Saturday, January 15, 2022

Writing and Surprise by Sharon Dean

I love the surprise that happens when I write. Surprise can help writers with a murderer. Who kills? Why do they kill? Where do they kill? How do they kill? Even if the plot doesn’t involve a murder, surprise can help.

 

When I began writing my most recent novel, I needed to have something stolen. I heard a segment on NPR about “The Wicked Bible.” Published in 1631, the Bible contained a typo, something anyone who writes fears appearing in their published work. The seventh commandment reads “Thou shalt commit adultery.” I had the perfect object. I researched how much a “Wicked Bible” was worth––less than I thought. Others must have heard the NPR piece or read a piece in The New Yorker or The Guardian about the typo because the cost had skyrocketed by the time I was reading page proofs. Several months ago, the Bible also appeared as a Jeopardy question. Surprise gave me a perfect object and a title that might be enticing.
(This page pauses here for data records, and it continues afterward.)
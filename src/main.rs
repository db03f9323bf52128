use anyhow::Result;
use clap::Parser;
use env_logger::Env;
use idcheck::{BatchRunner, BatchStats, Cli};

fn main() -> Result<()> {
    init_logging();
    let cli = Cli::parse();

    let mut runner = BatchRunner::new();
    runner.add_candidates(cli.numbers.iter().map(String::as_str));

    if let Some(path) = cli.file.as_deref() {
        runner.read_list_file(path)?;
    }

    if let Some(path) = cli.csv.as_deref() {
        runner.read_csv_file(path, &cli.column)?;
    }

    if runner.is_empty() {
        anyhow::bail!("No identifiers provided. Pass them as arguments or use --file/--csv");
    }

    let outcome = runner.run();
    println!("{}", outcome.format_invalid_list());

    if let Some(report) = cli.report.as_deref() {
        outcome.write_report(report)?;
        println!("Report written to: {}", report);
    }

    if cli.stats {
        print_detailed_stats(&outcome.stats);
    }

    if cli.fail_on_invalid && outcome.stats.invalid > 0 {
        std::process::exit(1);
    }

    Ok(())
}

fn init_logging() {
    let env = Env::default().filter_or("RUST_LOG", "warn");
    let _ = env_logger::Builder::from_env(env)
        .format_timestamp_secs()
        .format_target(false)
        .try_init();
}

fn print_detailed_stats(stats: &BatchStats) {
    println!("\nDetailed Statistics:");
    println!("- Identifiers checked: {}", stats.total);
    println!("- Valid: {}", stats.valid);
    println!("- Invalid: {}", stats.invalid);

    if !stats.by_category.is_empty() {
        println!(
            "  Categories: {}",
            stats
                .by_category
                .iter()
                .map(|(category, count)| format!("{} {}", category, count))
                .collect::<Vec<_>>()
                .join(", ")
        );
    }

    if !stats.by_failure.is_empty() {
        println!(
            "  Failures: {}",
            stats
                .by_failure
                .iter()
                .map(|(kind, count)| format!("{} {}", kind, count))
                .collect::<Vec<_>>()
                .join(", ")
        );
    }
}
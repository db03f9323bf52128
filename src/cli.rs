use clap::Parser;

#[derive(Parser)]
#[command(author, version, about, long_about = None)]
#[command(name = "idcheck")]
#[command(
    about = "Validates Swedish personal, coordination and organisation numbers and lists the invalid ones"
)]
pub struct Cli {
    /// Identifiers to validate, e.g. 141206-2380 or 201701102384
    #[arg(value_name = "NUMBER", required_unless_present_any = ["file", "csv"])]
    pub numbers: Vec<String>,

    /// Text file with one identifier per line (blank lines and lines starting with '#' are skipped)
    #[arg(short, long, value_name = "FILE")]
    pub file: Option<String>,

    /// CSV file to read identifiers from
    #[arg(long, value_name = "FILE")]
    pub csv: Option<String>,

    /// Column holding the identifiers when using --csv
    #[arg(long, value_name = "NAME", default_value = "number")]
    pub column: String,

    /// Write a per-identifier CSV report to this path
    #[arg(short, long, value_name = "FILE")]
    pub report: Option<String>,

    /// Show detailed validation statistics
    #[arg(long)]
    pub stats: bool,

    /// Exit with status 1 if any identifier is invalid
    #[arg(long)]
    pub fail_on_invalid: bool,
}
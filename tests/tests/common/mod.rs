#![allow(dead_code)]

use async_trait::async_trait;
use geosample::{
    FindOptions, GeoSampleError, GeoStore, MemoryStore, Params, Point, Polygon, Post, PostId,
    PostProperties, Projection, Result,
};
use std::sync::Arc;
use std::sync::atomic::{AtomicUsize, Ordering};
use std::time::Duration;

pub fn init_logging() {
    let _ = env_logger::builder().is_test(true).try_init();
}

pub fn params(pairs: &[(&str, &str)]) -> Params {
    pairs
        .iter()
        .map(|(k, v)| (k.to_string(), v.to_string()))
        .collect()
}

/// Posts on a regular lattice over the rectangle, `n × n` of them.
pub fn lattice_store(min: (f64, f64), max: (f64, f64), n: usize) -> Arc<MemoryStore> {
    let store = MemoryStore::new();
    for i in 0..n {
        for j in 0..n {
            let x = min.0 + (max.0 - min.0) * (i as f64 + 0.5) / n as f64;
            let y = min.1 + (max.1 - min.1) * (j as f64 + 0.5) / n as f64;
            store
                .insert(
                    Point::new(x, y),
                    PostProperties::new(format!("{}:{}", i, j)).with_relevance((i * n + j) as f64),
                )
                .unwrap();
        }
    }
    Arc::new(store)
}

/// Delays each `find_within` by an amount derived from the queried polygon.
pub struct DelayedStore {
    pub inner: Arc<MemoryStore>,
    pub delay: Box<dyn Fn(&Polygon) -> Duration + Send + Sync>,
}

#[async_trait]
impl GeoStore for DelayedStore {
    async fn find_within(&self, polygon: &Polygon, options: &FindOptions) -> Result<Vec<Post>> {
        tokio::time::sleep((self.delay)(polygon)).await;
        self.inner.find_within(polygon, options).await
    }

    async fn find_near(&self, c: &Point, d: f64, o: &FindOptions) -> Result<Vec<Post>> {
        self.inner.find_near(c, d, o).await
    }

    async fn find_by_id(&self, id: &PostId, p: Projection) -> Result<Option<Post>> {
        self.inner.find_by_id(id, p).await
    }

    async fn find_recent(&self, o: &FindOptions) -> Result<Vec<Post>> {
        self.inner.find_recent(o).await
    }
}

/// Fails `find_within` for polygons whose western edge lies west of `fail_west_of`.
pub struct FailingStore {
    pub inner: Arc<MemoryStore>,
    pub fail_west_of: f64,
}

#[async_trait]
impl GeoStore for FailingStore {
    async fn find_within(&self, polygon: &Polygon, options: &FindOptions) -> Result<Vec<Post>> {
        let min_x = polygon.bounds().map(|b| b.0).unwrap_or(f64::NAN);
        if min_x < self.fail_west_of {
            return Err(GeoSampleError::Store("store unavailable".into()));
        }
        self.inner.find_within(polygon, options).await
    }

    async fn find_near(&self, _: &Point, _: f64, _: &FindOptions) -> Result<Vec<Post>> {
        Err(GeoSampleError::Store("store unavailable".into()))
    }

    async fn find_by_id(&self, id: &PostId, p: Projection) -> Result<Option<Post>> {
        self.inner.find_by_id(id, p).await
    }

    async fn find_recent(&self, o: &FindOptions) -> Result<Vec<Post>> {
        self.inner.find_recent(o).await
    }
}

/// Counts every store call.
#[derive(Default)]
pub struct CountingStore {
    pub inner: MemoryStore,
    pub calls: AtomicUsize,
}

impl CountingStore {
    pub fn calls(&self) -> usize {
        self.calls.load(Ordering::SeqCst)
    }
}

#[async_trait]
impl GeoStore for CountingStore {
    async fn find_within(&self, polygon: &Polygon, options: &FindOptions) -> Result<Vec<Post>> {
        self.calls.fetch_add(1, Ordering::SeqCst);
        self.inner.find_within(polygon, options).await
    }

    async fn find_near(&self, c: &Point, d: f64, o: &FindOptions) -> Result<Vec<Post>> {
        self.calls.fetch_add(1, Ordering::SeqCst);
        self.inner.find_near(c, d, o).await
    }

    async fn find_by_id(&self, id: &PostId, p: Projection) -> Result<Option<Post>> {
        self.calls.fetch_add(1, Ordering::SeqCst);
        self.inner.find_by_id(id, p).await
    }

    async fn find_recent(&self, o: &FindOptions) -> Result<Vec<Post>> {
        self.calls.fetch_add(1, Ordering::SeqCst);
        self.inner.find_recent(o).await
    }
}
Writing The Wicked Bible, I was able to reprise another surprise I had when I wrote Death of the Keynote Speaker. A woman named Madame Restell lived in nineteenth-century New York and was dubbed “The Wickedest Woman in New York” because she ran a boarding house that disguised her work as an abortionist. The Bible with a typo and an abortionist helped me develop a plot.

 

Surprise can also help with setting. In my forthcoming novel Calderwood Cove  (June 2022), I researched some details about its setting in Maine. I knew the area well, but I didn’t know that coastal Maine is filled with oyster farms or that oysters might carry something called Vibrio poison. They figure into both the plot and the setting.

 

Surprise sometimes helps me develop characters’ personalities. Connie Lewis, the protagonist I’m working on now is driving from West Coast to East Coast. She reflects on things I discovered about some of the places she stops. In Kalispell, Montana, she discovers the Conrad Mansion. Charles Conrad had the mansion built in 1892. He’d grown up on a southern plantation where his family owned slaves, fought on the Confederate side in the Civil War, and helped to bring what he considered culture to Montana. My protagonist reflects on whose culture and on whose backs the mansion was built. Surprises I’ve been discovering are helping me to develop Connie as an eighty-year-old woman attuned to social and racial hierarchies.

 

From bluegrass festivals in Oregon to huckleberry ice cream in Montana to oysters in Maine, surprise helps me to become a better writer. It keeps my interest. I hope it does the same for my readers. How many of us, after all, know that a writer can kill a character by having her eat something called Mad Honey. You can look that one up and likely be as surprised as I was.

 

 

Biography

 

Sharon L. Dean grew up in Massachusetts where she was immersed in the literature of New England. She earned undergraduate and graduate degrees at the University of New Hampshire, a state she lived and taught in before moving to Oregon. Although she has given up writing scholarly books that require footnotes, she incorporates much of her academic research as background in her mysteries. She is the author of three Susan Warner mysteries and of a literary novel titled Leaving Freedom. Her new series features librarian and reluctant sleuth Deborah Strong. In The Barn, Deborah solves a thirty-year-old cold case. The Wicked Bible brings Deborah to a college campus and a search for who stole a Bible and a letter from the library’s archives. The third in the series, Calderwood Cove, forthcoming in 2022, will bring her to the coast of Maine and a murder. Dean continues to write about New England while she is discovering the beauty of the West.

 

10 comments:

  1. One of the things I miss about not traveling during the Covid pandemic is not experiencing those surprises of new discoveries. Fingers crossed for this year!

    ReplyDelete
  2. It’s always wonderful to stumble onto something when you’re writing. Very interesting post.

    ReplyDelete
  3. I love a book (and a writer) with a sense of adventure! This sounds great. And I did look up mad honey.

    ReplyDelete
  4. Okay, looking for Mad Honey. Sounds delightful 😊 Oh, that we can get back to travel soon. Nothing like traipsing around your setting to discover the perfect surprise.

    ReplyDelete
  5. Mad Honey for the win! Travel is best, but I read random articles from online publications and the advice columns, finding a gem to stash away in my mental database.

    ReplyDelete
  6. I need to do a better job of recording these when I come across them...wait, across what?
    GReat post!

    ReplyDelete
  7. Surprise is a wonderful element in life and stories. Mad honey - a terrific surprise! Thanks for stopping by WWK with this great post, Sharon.

    ReplyDelete
  8. I’m a day late for responding to comments. Just another surprise--mixed up Saturday and Sunday on my calendar! Blame it on isolating from Covid. But I’ll get out on my bike today and be on the alert for a good surprise.

    ReplyDelete
  9. Thanks for the reminder to look for and appreciate surprises!

    ReplyDelete
  10. Now I MUST read The Wicked Bible!